*Problem to work on*: Extract the first line through the line containing "engine, an integrator, a" from the listing below, exactly as written.

*Available records*:
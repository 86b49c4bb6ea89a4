/*!
# simframe

**simframe** gives simulation code named reference frames for locating things
(joint centres, muscle attachments, contact normals) and for doing spatial
calculations between them.

Each frame's pose relative to the global _ground_ frame depends on the
current state of the simulation, which is owned by someone else: a physics
engine, an integrator, a test harness. Frames never store that state; every
spatial query takes it as an explicit argument.


## High-level design

Frames are assembled with a [`FrameTreeBuilder`](builder/struct.FrameTreeBuilder.html)
and then frozen into an immutable [`FrameTree`](tree/struct.FrameTree.html).
There are three kinds of frame:

  - _Ground_, always at the identity.
  - _Grounded_ frames, whose pose relative to ground is read straight out of the
    state (e.g. the pose of a simulated rigid body).
  - _Attached_ frames, fixed to a parent frame at a constant offset.

All pairwise queries pivot through ground: the transform from F to A is
`X_GA^-1 * X_GF`. Transforms compose outer-first, so "A to B, then B to C"
is written `X_CB * X_BA`.

Ground transforms are memoized in a [`TransformCache`](cache/struct.TransformCache.html)
owned by the state snapshot and keyed by the state's stamp, so repeated
queries against an unchanged state don't walk the same chains again.
*/

extern crate nalgebra as na;
#[macro_use]
extern crate serde_derive;
#[macro_use]
extern crate slog;
#[cfg(test)]
#[macro_use]
extern crate approx;

pub mod builder;
pub mod cache;
pub mod config;
pub mod error;
pub mod frame;
pub mod state;
pub mod tree;
pub mod types;

pub use crate::builder::FrameTreeBuilder;
pub use crate::cache::TransformCache;
pub use crate::config::TreeConfig;
pub use crate::error::{FrameError, Result};
pub use crate::frame::{FrameId, FrameKind, FrameRef};
pub use crate::state::{BodyIndex, ModelId, SnapshotState, Stamp, State};
pub use crate::tree::FrameTree;
pub use crate::types::*;
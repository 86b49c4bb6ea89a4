extern crate simframe as sf;
#[macro_use]
extern crate slog;
extern crate slog_async;
extern crate slog_term;

use std::env;
use std::f64::consts::FRAC_PI_2;
use std::fs;
use std::process;

use slog::{Drain, Logger};

use sf::{FrameTreeBuilder, SnapshotState, State, TreeConfig, Vec3};

fn main() {
    let exit_code = {
        let decorator = slog_term::TermDecorator::new().build();
        let drain = slog_term::FullFormat::new(decorator).build().fuse();
        let drain = slog_async::Async::new(drain).build().fuse();
        let root_log = Logger::root(drain, o!("sf_version" => env!("CARGO_PKG_VERSION")));

        match run(&root_log) {
            Ok(()) => 0,
            Err(error) => {
                error!(root_log, "Demo failed"; "error" => format!("{}", error));
                1
            }
        }
        // Dropping the logger here flushes the async drain before we exit.
    };
    process::exit(exit_code);
}

fn load_config(log: &Logger) -> sf::Result<TreeConfig> {
    match env::args().nth(1) {
        None => Ok(TreeConfig::default()),
        Some(path) => {
            info!(log, "Loading tree config"; "path" => &path);
            let json = fs::read_to_string(&path).map_err(|err| {
                sf::FrameError::invalid_config(format!("couldn't read {}: {}", path, err))
            })?;
            TreeConfig::from_json_str(&json)
        }
    }
}

fn run(log: &Logger) -> sf::Result<()> {
    let config = load_config(log)?;

    // Ground, an upper arm turned a quarter turn about Z,
    // and a hand one unit along the arm.
    let mut builder = FrameTreeBuilder::new(log).with_config(config);
    let ground = builder.ground();
    let upper_arm = builder.add_attached_frame(
        "upper_arm",
        ground,
        sf::iso_from_axis_angle(Vec3::z(), FRAC_PI_2),
    )?;
    let hand = builder.add_attached_frame("hand", upper_arm, sf::iso_from_translation(Vec3::x()))?;
    // A free-floating body whose pose the state drives, with a sensor on it.
    let torso = builder.add_grounded_frame("torso")?;
    let imu = builder.add_attached_frame(
        "imu",
        torso,
        sf::iso_from_translation(Vec3::new(0.0, 0.0, 0.3)),
    )?;
    let tree = builder.freeze()?;

    let mut state = SnapshotState::new(&tree);
    let torso = tree.frame(torso)?;
    if let Some(body) = torso.body() {
        state.set_body_pose(
            body,
            sf::Iso3::new(Vec3::new(0.0, 0.0, 1.0), Vec3::new(0.0, 0.0, -FRAC_PI_2)),
        )?;
    }

    let ground = tree.ground_frame();
    let hand = tree.frame(hand)?;
    let imu = tree.frame(imu)?;

    let point = hand.find_location_in_another_frame(&state, &Vec3::x(), ground)?;
    info!(log, "Point on hand in ground"; "point" => format!("{:?}", point.as_slice()));

    let direction = hand.express_vector_in_another_frame(&state, &Vec3::x(), ground)?;
    info!(log, "Hand x-axis in ground"; "direction" => format!("{:?}", direction.as_slice()));

    let x_imu_hand = hand.find_transform_between(&state, imu)?;
    info!(log, "Hand relative to IMU";
        "translation" => format!("{:?}", x_imu_hand.translation.vector.as_slice()),
        "rotation" => format!("{:?}", x_imu_hand.rotation.euler_angles()));

    for frame in tree.frames() {
        info!(log, "Frame";
            "name" => frame.name(),
            "base" => frame.find_base_frame().name(),
            "depth" => frame.depth());
    }

    let cache = state.transform_cache();
    info!(log, "Transform cache"; "entries" => cache.len(), "hits" => cache.hits(), "misses" => cache.misses());
    Ok(())
}
//! Error types for frame assembly and spatial queries.

use thiserror::Error;

/// Errors that can occur while assembling or querying frames.
#[derive(Debug, Error, Clone, PartialEq)]
pub enum FrameError {
    /// The frame topology is malformed (missing parent, cycle, duplicate name...).
    #[error("structural configuration error in frame '{frame}': {reason}")]
    StructuralConfiguration {
        /// Name of the offending frame.
        frame: String,
        /// What is wrong with it.
        reason: String,
    },

    /// The state does not belong to the model being queried.
    #[error("invalid state: {0}")]
    InvalidState(String),

    /// A transform that should be rigid is not.
    #[error("numerical degeneracy in frame '{frame}': {reason}")]
    NumericalDegeneracy {
        /// Name of the frame whose transform is degenerate.
        frame: String,
        /// What is wrong with it.
        reason: String,
    },

    /// No frame with the given id or name exists in the tree.
    #[error("unknown frame: {0}")]
    UnknownFrame(String),

    /// A pairwise query mixed frames from two different trees.
    #[error("frames belong to different models")]
    ForeignFrame,

    /// Invalid tree configuration.
    #[error("invalid configuration: {0}")]
    InvalidConfig(String),
}

impl FrameError {
    /// Creates a structural configuration error.
    #[must_use]
    pub fn structural(frame: impl Into<String>, reason: impl Into<String>) -> Self {
        Self::StructuralConfiguration {
            frame: frame.into(),
            reason: reason.into(),
        }
    }

    /// Creates an invalid state error.
    #[must_use]
    pub fn invalid_state(reason: impl Into<String>) -> Self {
        Self::InvalidState(reason.into())
    }

    /// Creates a numerical degeneracy error.
    #[must_use]
    pub fn degenerate(frame: impl Into<String>, reason: impl Into<String>) -> Self {
        Self::NumericalDegeneracy {
            frame: frame.into(),
            reason: reason.into(),
        }
    }

    /// Creates an unknown frame error.
    #[must_use]
    pub fn unknown_frame(what: impl Into<String>) -> Self {
        Self::UnknownFrame(what.into())
    }

    /// Creates an invalid configuration error.
    #[must_use]
    pub fn invalid_config(reason: impl Into<String>) -> Self {
        Self::InvalidConfig(reason.into())
    }
}

/// Result type for frame operations.
pub type Result<T> = std::result::Result<T, FrameError>;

*Completed exercise*:
repository 86b49c4bb6ea89a4
/*!
# simframe

**simframe** gives simulation code named reference frames for locating things
(joint centres, muscle attachments, contact normals) and for doing spatial
calculations between them.

Each frame's pose relative to the global _ground_ frame depends on the
current state of the simulation, which is owned by someone else: a physics
engine, an integrator, a test harness. Frames never store that state; every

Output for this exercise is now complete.